In those days, the Left held the reins of power and the Right felt that the Oslo Accords put the country in danger. A wave of terrorist attacks had taken place over the previous two years, leading to the loss of many Israeli lives. The Right wing had, in the name of democracy, expressed opposition to Rabin’s political path, and called for the right to demonstrate. Unfortunately, democracy was translating into more extreme and more dangerous violence, a virulent cancer in the body politic.

Today, 25 years after that unforgivable political assassination, the Right holds the reins of power and the Left leads a wave of protests in the name of democracy and calls for the right to demonstrate. Unfortunately, we seem to have learned nothing as a people and as a society. The alienation, condescension and racism are all getting worse and violence is once again raising its head and it permeates everyone, everywhere: the protesters, the police, the citizens and the government itself. Even a common enemy in the form of the coronavirus has failed to mend the rifts, and instead of fighting the virus, we fight each other.

My oldest daughter was in her mother’s womb at the time of the murder, and on January 3, she will be 25 years old. It is my prayer for the sake of my daughter and her generation who never knew Rabin that he will remain the last political victim. I pray we learn to internalize the message that the coronavirus carries with it, that we are all part of the same fabric of humanity and that we will learn how to develop a culture of mutual discourse, learn to listen before speaking, to respect each other even if we disagree, and to put the other before the self, work for the common good, and restore the old saying: “All of Israel is responsible for each other.”

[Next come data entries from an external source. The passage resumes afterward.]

//! Perforce command-line client

use super::{ContentKind, ErrorOutput, FileTypeOptions, SourceControlClient};
use crate::error::{CookError, CookResult};
use serde::{Deserialize, Serialize};
use std::path::PathBuf;
use std::process::Command;
use std::sync::Mutex;
use tracing::debug;

/// Files passed per `p4` invocation
const BATCH_SIZE: usize = 64;

/// Connection parameters for `p4`
#[derive(Debug, Clone, Default, PartialEq, Eq, Serialize, Deserialize)]
#[serde(default)]
pub struct P4Parameters {
    pub client_workspace: String,
    pub user: String,
    pub port: String,
    pub password: Option<String>,
    /// Pending changelist to open files in, default changelist when unset
    pub changelist: Option<u32>,
    /// Executable, `p4` on the PATH by default
    pub executable: Option<PathBuf>,
}

impl P4Parameters {
    /// Parameters are usable once the workspace, user and port are known
    pub fn is_valid(&self) -> bool {
        !self.client_workspace.is_empty() && !self.user.is_empty() && !self.port.is_empty()
    }

    fn standard_args(&self) -> Vec<String> {
        let mut args = vec![
            "-c".to_string(),
            self.client_workspace.clone(),
            "-u".to_string(),
            self.user.clone(),
            "-p".to_string(),
            self.port.clone(),
        ];
        if let Some(password) = &self.password {
            args.push("-P".to_string());
            args.push(password.clone());
        }
        args
    }
}

/// Perforce file type string, e.g. `binary+wlmS4`
pub fn p4_file_type(options: &FileTypeOptions) -> String {
    let mut file_type = match options.kind {
        ContentKind::Binary => "binary",
        ContentKind::Text => "text",
    }
    .to_string();

    let mut modifiers = String::new();
    if options.always_writeable {
        modifiers.push('w');
    }
    if options.exclusive_lock {
        modifiers.push('l');
    }
    if options.preserve_mod_time {
        modifiers.push('m');
    }
    match options.revisions {
        0 => {}
        1 => modifiers.push('S'),
        n => modifiers.push_str(&format!("S{n}")),
    }

    if !modifiers.is_empty() {
        file_type.push('+');
        file_type.push_str(&modifiers);
    }
    file_type
}

/// Runs `p4` commands one at a time
pub struct PerforceClient {
    params: P4Parameters,
    p4_mutex: Mutex<()>,
}

impl PerforceClient {
    pub fn new(params: P4Parameters) -> Self {
        Self {
            params,
            p4_mutex: Mutex::new(()),
        }
    }

    fn executable(&self) -> PathBuf {
        self.params
            .executable
            .clone()
            .unwrap_or_else(|| PathBuf::from("p4"))
    }

    fn changelist_args(&self) -> Vec<String> {
        match self.params.changelist {
            Some(cl) => vec!["-c".to_string(), cl.to_string()],
            None => Vec::new(),
        }
    }

    fn run(&self, command: &str, args: &[String], on_error: ErrorOutput<'_>) -> CookResult<()> {
        let _guard = self.p4_mutex.lock().unwrap_or_else(|e| e.into_inner());

        debug!("p4 {} {}", command, args.join(" "));
        let output = Command::new(self.executable())
            .args(self.params.standard_args())
            .arg(command)
            .args(args)
            .output()
            .map_err(|e| CookError::source_control(format!("Failed to execute p4 {command}: {e}")))?;

        let stderr = String::from_utf8_lossy(&output.stderr);
        for line in stderr.lines().filter(|l| !l.trim().is_empty()) {
            on_error(line);
        }

        if !output.status.success() {
            return Err(CookError::source_control(format!(
                "p4 {} failed: {}",
                command,
                stderr.trim()
            )));
        }
        Ok(())
    }

    fn run_batched(
        &self,
        command: &str,
        leading: &[String],
        files: &[PathBuf],
        on_error: ErrorOutput<'_>,
    ) -> CookResult<()> {
        for chunk in files.chunks(BATCH_SIZE) {
            let mut args = leading.to_vec();
            args.extend(chunk.iter().map(|f| f.to_string_lossy().into_owned()));
            self.run(command, &args, &mut *on_error)?;
        }
        Ok(())
    }

    fn open_args(&self, options: &FileTypeOptions) -> Vec<String> {
        let mut args = self.changelist_args();
        args.push("-t".to_string());
        args.push(p4_file_type(options));
        args
    }
}

impl SourceControlClient for PerforceClient {
    fn open_for_add(
        &self,
        files: &[PathBuf],
        options: &FileTypeOptions,
        on_error: ErrorOutput<'_>,
    ) -> CookResult<()> {
        self.run_batched("add", &self.open_args(options), files, on_error)
    }

    fn open_for_edit(
        &self,
        files: &[PathBuf],
        options: &FileTypeOptions,
        on_error: ErrorOutput<'_>,
    ) -> CookResult<()> {
        self.run_batched("edit", &self.open_args(options), files, on_error)
    }

    fn delete(&self, files: &[PathBuf], on_error: ErrorOutput<'_>) -> CookResult<()> {
        self.run_batched("delete", &self.changelist_args(), files, on_error)
    }

    fn revert_unchanged(&self, files: &[PathBuf], on_error: ErrorOutput<'_>) -> CookResult<()> {
        let mut leading = vec!["-a".to_string()];
        leading.extend(self.changelist_args());
        self.run_batched("revert", &leading, files, on_error)
    }

    fn submit(&self, description: &str, on_error: ErrorOutput<'_>) -> CookResult<()> {
        let args = match self.params.changelist {
            Some(cl) => vec!["-c".to_string(), cl.to_string()],
            None => vec!["-d".to_string(), description.to_string()],
        };
        self.run("submit", &args, on_error)
    }

    fn sync(&self, paths: &[String], on_error: ErrorOutput<'_>) -> CookResult<()> {
        self.run("sync", paths, on_error)
    }

    fn name(&self) -> &'static str {
        "perforce"
    }
}
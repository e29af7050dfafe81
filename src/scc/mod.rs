//! Source control abstraction
//!
//! Cook tasks and the cooker binary talk to version control through
//! [`SourceControlClient`] so sessions without version control, and tests,
//! can substitute a no-op or recording client.

pub mod mock;
pub mod perforce;

pub use mock::{MockSourceControlClient, SccCall};
pub use perforce::{P4Parameters, PerforceClient};

use crate::error::CookResult;
use std::path::PathBuf;

/// Storage class of a file in the depot
#[derive(Debug, Clone, Copy, PartialEq, Eq)]
pub enum ContentKind {
    Binary,
    Text,
}

/// File-type options applied when opening files for add or edit
#[derive(Debug, Clone, PartialEq, Eq)]
pub struct FileTypeOptions {
    pub kind: ContentKind,
    pub always_writeable: bool,
    pub exclusive_lock: bool,
    pub preserve_mod_time: bool,
    /// Number of stored revisions, 0 keeps all
    pub revisions: u32,
}

const COOKED_REVISIONS: u32 = 4;
const LONG_LIFE_REVISIONS: u32 = 128;

impl FileTypeOptions {
    /// Options for cooked content checked into version control
    pub fn cooked(needs_exclusive_lock: bool, long_life: bool) -> Self {
        Self {
            kind: ContentKind::Binary,
            always_writeable: true,
            exclusive_lock: needs_exclusive_lock,
            preserve_mod_time: true,
            revisions: if long_life {
                LONG_LIFE_REVISIONS
            } else {
                COOKED_REVISIONS
            },
        }
    }

    /// Options for generated text sources (e.g. generated scripts)
    pub fn generated_text() -> Self {
        Self {
            kind: ContentKind::Text,
            always_writeable: true,
            exclusive_lock: false,
            preserve_mod_time: true,
            revisions: COOKED_REVISIONS,
        }
    }
}

impl Default for FileTypeOptions {
    fn default() -> Self {
        Self {
            kind: ContentKind::Binary,
            always_writeable: false,
            exclusive_lock: false,
            preserve_mod_time: false,
            revisions: 0,
        }
    }
}

/// Callback receiving error output lines of a source control operation
pub type ErrorOutput<'a> = &'a mut dyn FnMut(&str);

/// Version control operations used by the cooking pipeline
pub trait SourceControlClient: Send + Sync {
    fn open_for_add(
        &self,
        files: &[PathBuf],
        options: &FileTypeOptions,
        on_error: ErrorOutput<'_>,
    ) -> CookResult<()>;

    fn open_for_edit(
        &self,
        files: &[PathBuf],
        options: &FileTypeOptions,
        on_error: ErrorOutput<'_>,
    ) -> CookResult<()>;

    fn delete(&self, files: &[PathBuf], on_error: ErrorOutput<'_>) -> CookResult<()>;

    fn revert_unchanged(&self, files: &[PathBuf], on_error: ErrorOutput<'_>) -> CookResult<()>;

    fn submit(&self, description: &str, on_error: ErrorOutput<'_>) -> CookResult<()>;

    /// Sync depot paths (which may carry wildcards such as `...`) to head
    fn sync(&self, paths: &[String], on_error: ErrorOutput<'_>) -> CookResult<()>;

    /// Short name for logs
    fn name(&self) -> &'static str;
}

/// Client used when version control is disabled; every call succeeds
#[derive(Debug, Default, Clone, Copy)]
pub struct NullSourceControlClient;

impl SourceControlClient for NullSourceControlClient {
    fn open_for_add(&self, _: &[PathBuf], _: &FileTypeOptions, _: ErrorOutput<'_>) -> CookResult<()> {
        Ok(())
    }

    fn open_for_edit(&self, _: &[PathBuf], _: &FileTypeOptions, _: ErrorOutput<'_>) -> CookResult<()> {
        Ok(())
    }

    fn delete(&self, _: &[PathBuf], _: ErrorOutput<'_>) -> CookResult<()> {
        Ok(())
    }

    fn revert_unchanged(&self, _: &[PathBuf], _: ErrorOutput<'_>) -> CookResult<()> {
        Ok(())
    }

    fn submit(&self, _: &str, _: ErrorOutput<'_>) -> CookResult<()> {
        Ok(())
    }

    fn sync(&self, _: &[String], _: ErrorOutput<'_>) -> CookResult<()> {
        Ok(())
    }

    fn name(&self) -> &'static str {
        "null"
    }
}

Shmuel Yilma was born in a Jewish village in the Tagara region of Ethiopia. He is the head of the Community Department at JDC Israel, where he has developed and founded a number of flagship programs such as youth centers that currently operate in more than 100 locations across Israel, developing community resilience for children and youth at risk. He is also the author of the book “FROM FALASHA TO FREEDOM” which tells the story of his personal aliyah and absorption in Israel.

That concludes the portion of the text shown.